"IndicatorFrame" appears in how many lines of the entries? State only the number.

Extracted data entries
__________________________________________________

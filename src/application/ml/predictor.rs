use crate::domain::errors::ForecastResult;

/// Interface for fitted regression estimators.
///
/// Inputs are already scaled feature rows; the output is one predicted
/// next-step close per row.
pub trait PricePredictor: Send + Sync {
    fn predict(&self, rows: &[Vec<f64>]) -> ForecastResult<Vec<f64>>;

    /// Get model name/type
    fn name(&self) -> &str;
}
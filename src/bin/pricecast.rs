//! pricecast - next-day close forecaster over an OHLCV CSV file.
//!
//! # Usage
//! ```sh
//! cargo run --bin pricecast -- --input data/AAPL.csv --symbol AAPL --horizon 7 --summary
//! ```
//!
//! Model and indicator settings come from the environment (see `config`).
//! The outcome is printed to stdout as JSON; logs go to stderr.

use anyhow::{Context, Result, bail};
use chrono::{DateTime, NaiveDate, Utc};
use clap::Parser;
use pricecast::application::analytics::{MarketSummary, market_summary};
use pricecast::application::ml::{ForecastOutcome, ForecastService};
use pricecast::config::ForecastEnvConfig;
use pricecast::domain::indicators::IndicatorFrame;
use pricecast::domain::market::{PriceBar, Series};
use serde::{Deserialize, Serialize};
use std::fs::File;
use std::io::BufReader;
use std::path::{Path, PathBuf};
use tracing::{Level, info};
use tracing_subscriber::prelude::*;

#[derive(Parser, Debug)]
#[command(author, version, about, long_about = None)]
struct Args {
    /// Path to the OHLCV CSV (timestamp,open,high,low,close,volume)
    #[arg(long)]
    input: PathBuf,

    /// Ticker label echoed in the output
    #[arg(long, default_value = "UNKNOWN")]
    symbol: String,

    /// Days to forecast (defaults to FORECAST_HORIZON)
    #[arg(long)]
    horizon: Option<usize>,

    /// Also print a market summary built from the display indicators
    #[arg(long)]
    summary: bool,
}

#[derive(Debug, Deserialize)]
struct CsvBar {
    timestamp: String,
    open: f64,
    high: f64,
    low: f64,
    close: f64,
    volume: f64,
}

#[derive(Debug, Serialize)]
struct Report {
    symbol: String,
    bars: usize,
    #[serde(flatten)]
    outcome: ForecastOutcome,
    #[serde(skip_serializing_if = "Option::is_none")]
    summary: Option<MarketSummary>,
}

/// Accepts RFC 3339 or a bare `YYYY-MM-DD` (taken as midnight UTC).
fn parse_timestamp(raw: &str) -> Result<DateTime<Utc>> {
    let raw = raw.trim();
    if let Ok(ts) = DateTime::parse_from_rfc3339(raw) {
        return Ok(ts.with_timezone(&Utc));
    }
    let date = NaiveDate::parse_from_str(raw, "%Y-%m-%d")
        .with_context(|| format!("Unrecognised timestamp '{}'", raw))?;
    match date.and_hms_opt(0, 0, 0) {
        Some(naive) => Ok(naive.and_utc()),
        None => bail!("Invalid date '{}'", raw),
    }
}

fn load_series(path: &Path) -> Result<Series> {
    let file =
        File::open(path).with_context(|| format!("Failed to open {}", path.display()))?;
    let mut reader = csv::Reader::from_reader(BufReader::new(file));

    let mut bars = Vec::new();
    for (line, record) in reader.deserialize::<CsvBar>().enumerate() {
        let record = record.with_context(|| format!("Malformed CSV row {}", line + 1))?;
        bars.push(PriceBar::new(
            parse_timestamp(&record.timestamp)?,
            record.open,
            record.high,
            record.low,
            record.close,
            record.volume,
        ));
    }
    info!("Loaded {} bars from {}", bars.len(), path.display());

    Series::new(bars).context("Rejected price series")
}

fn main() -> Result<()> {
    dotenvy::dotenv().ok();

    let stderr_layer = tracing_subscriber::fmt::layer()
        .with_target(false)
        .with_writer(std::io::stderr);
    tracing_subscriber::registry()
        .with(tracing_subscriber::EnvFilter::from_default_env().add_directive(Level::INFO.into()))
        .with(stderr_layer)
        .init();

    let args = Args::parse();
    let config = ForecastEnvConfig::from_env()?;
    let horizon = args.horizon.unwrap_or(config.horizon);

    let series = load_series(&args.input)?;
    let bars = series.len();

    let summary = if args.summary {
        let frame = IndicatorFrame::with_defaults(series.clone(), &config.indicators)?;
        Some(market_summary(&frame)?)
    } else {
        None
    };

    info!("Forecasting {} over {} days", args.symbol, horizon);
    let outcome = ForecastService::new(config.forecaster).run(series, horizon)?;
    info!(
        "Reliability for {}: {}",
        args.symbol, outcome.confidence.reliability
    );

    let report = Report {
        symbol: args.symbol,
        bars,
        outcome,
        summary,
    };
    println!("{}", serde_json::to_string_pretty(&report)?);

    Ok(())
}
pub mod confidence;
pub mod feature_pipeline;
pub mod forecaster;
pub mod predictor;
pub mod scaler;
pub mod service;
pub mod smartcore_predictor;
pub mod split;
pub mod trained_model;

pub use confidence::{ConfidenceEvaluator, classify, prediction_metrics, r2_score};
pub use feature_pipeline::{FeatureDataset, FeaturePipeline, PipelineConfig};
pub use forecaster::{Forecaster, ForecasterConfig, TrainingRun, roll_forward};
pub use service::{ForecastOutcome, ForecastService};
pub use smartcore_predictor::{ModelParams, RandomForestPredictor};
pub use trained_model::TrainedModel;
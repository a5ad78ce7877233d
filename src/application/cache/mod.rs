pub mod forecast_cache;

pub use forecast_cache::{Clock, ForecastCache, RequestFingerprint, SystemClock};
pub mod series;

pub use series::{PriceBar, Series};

__________________________________________________

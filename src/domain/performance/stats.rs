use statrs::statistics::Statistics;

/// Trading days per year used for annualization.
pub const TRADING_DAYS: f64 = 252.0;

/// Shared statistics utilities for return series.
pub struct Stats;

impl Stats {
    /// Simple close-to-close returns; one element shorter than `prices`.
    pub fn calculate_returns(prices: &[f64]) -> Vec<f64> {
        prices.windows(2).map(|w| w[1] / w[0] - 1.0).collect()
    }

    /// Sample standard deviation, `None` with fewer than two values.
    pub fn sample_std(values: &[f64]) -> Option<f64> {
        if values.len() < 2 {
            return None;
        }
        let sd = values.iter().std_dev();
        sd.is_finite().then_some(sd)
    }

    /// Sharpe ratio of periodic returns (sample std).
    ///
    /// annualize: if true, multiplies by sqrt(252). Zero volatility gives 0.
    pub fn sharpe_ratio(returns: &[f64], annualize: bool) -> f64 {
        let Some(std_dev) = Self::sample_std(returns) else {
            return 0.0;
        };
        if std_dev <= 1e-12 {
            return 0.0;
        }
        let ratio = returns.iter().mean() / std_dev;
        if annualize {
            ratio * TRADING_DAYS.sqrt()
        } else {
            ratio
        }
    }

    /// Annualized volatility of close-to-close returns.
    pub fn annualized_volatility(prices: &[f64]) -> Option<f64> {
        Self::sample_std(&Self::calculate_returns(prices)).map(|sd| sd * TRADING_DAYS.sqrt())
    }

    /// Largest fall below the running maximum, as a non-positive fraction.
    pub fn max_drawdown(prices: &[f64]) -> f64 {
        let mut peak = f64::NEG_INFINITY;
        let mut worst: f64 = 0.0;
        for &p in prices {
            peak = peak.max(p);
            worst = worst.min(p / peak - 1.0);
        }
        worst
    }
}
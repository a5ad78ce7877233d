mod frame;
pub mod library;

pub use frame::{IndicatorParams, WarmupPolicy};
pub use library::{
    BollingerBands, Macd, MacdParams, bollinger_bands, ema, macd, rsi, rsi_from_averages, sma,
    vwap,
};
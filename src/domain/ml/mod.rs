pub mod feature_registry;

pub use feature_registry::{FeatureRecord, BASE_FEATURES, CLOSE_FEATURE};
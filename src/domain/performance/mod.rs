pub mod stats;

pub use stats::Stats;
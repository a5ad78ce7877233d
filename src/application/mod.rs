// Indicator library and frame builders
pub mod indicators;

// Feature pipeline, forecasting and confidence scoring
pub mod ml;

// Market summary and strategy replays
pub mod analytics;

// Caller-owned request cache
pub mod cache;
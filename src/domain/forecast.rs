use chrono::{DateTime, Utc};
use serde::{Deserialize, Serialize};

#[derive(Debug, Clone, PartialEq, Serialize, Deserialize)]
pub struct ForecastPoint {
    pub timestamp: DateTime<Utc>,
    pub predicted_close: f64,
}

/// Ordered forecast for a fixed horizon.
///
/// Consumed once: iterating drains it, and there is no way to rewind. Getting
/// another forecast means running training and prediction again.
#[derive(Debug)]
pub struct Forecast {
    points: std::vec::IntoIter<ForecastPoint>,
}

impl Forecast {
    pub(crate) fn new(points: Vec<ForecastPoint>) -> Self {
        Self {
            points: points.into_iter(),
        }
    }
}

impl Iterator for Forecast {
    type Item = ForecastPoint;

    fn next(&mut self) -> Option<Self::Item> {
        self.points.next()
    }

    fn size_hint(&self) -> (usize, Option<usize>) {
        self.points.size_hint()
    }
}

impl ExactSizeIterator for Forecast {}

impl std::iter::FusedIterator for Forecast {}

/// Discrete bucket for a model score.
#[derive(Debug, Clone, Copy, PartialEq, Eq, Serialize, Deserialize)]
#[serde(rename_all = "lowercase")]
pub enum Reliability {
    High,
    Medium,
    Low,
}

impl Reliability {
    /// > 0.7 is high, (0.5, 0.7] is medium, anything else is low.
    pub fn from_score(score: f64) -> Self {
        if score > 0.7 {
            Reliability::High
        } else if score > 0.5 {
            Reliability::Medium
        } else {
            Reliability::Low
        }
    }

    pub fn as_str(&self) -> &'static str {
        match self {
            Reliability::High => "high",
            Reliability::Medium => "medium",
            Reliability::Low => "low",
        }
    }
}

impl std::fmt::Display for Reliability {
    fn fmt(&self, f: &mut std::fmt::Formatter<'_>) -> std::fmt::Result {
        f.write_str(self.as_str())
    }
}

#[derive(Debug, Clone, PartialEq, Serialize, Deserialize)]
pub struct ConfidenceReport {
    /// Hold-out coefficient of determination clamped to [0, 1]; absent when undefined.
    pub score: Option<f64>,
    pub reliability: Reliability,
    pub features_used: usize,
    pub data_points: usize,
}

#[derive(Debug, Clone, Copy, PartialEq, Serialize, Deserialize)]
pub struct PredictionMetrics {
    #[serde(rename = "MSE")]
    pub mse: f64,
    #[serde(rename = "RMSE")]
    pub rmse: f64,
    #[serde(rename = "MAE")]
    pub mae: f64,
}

__________________________________________________

◆ **Result for this exercise**: 2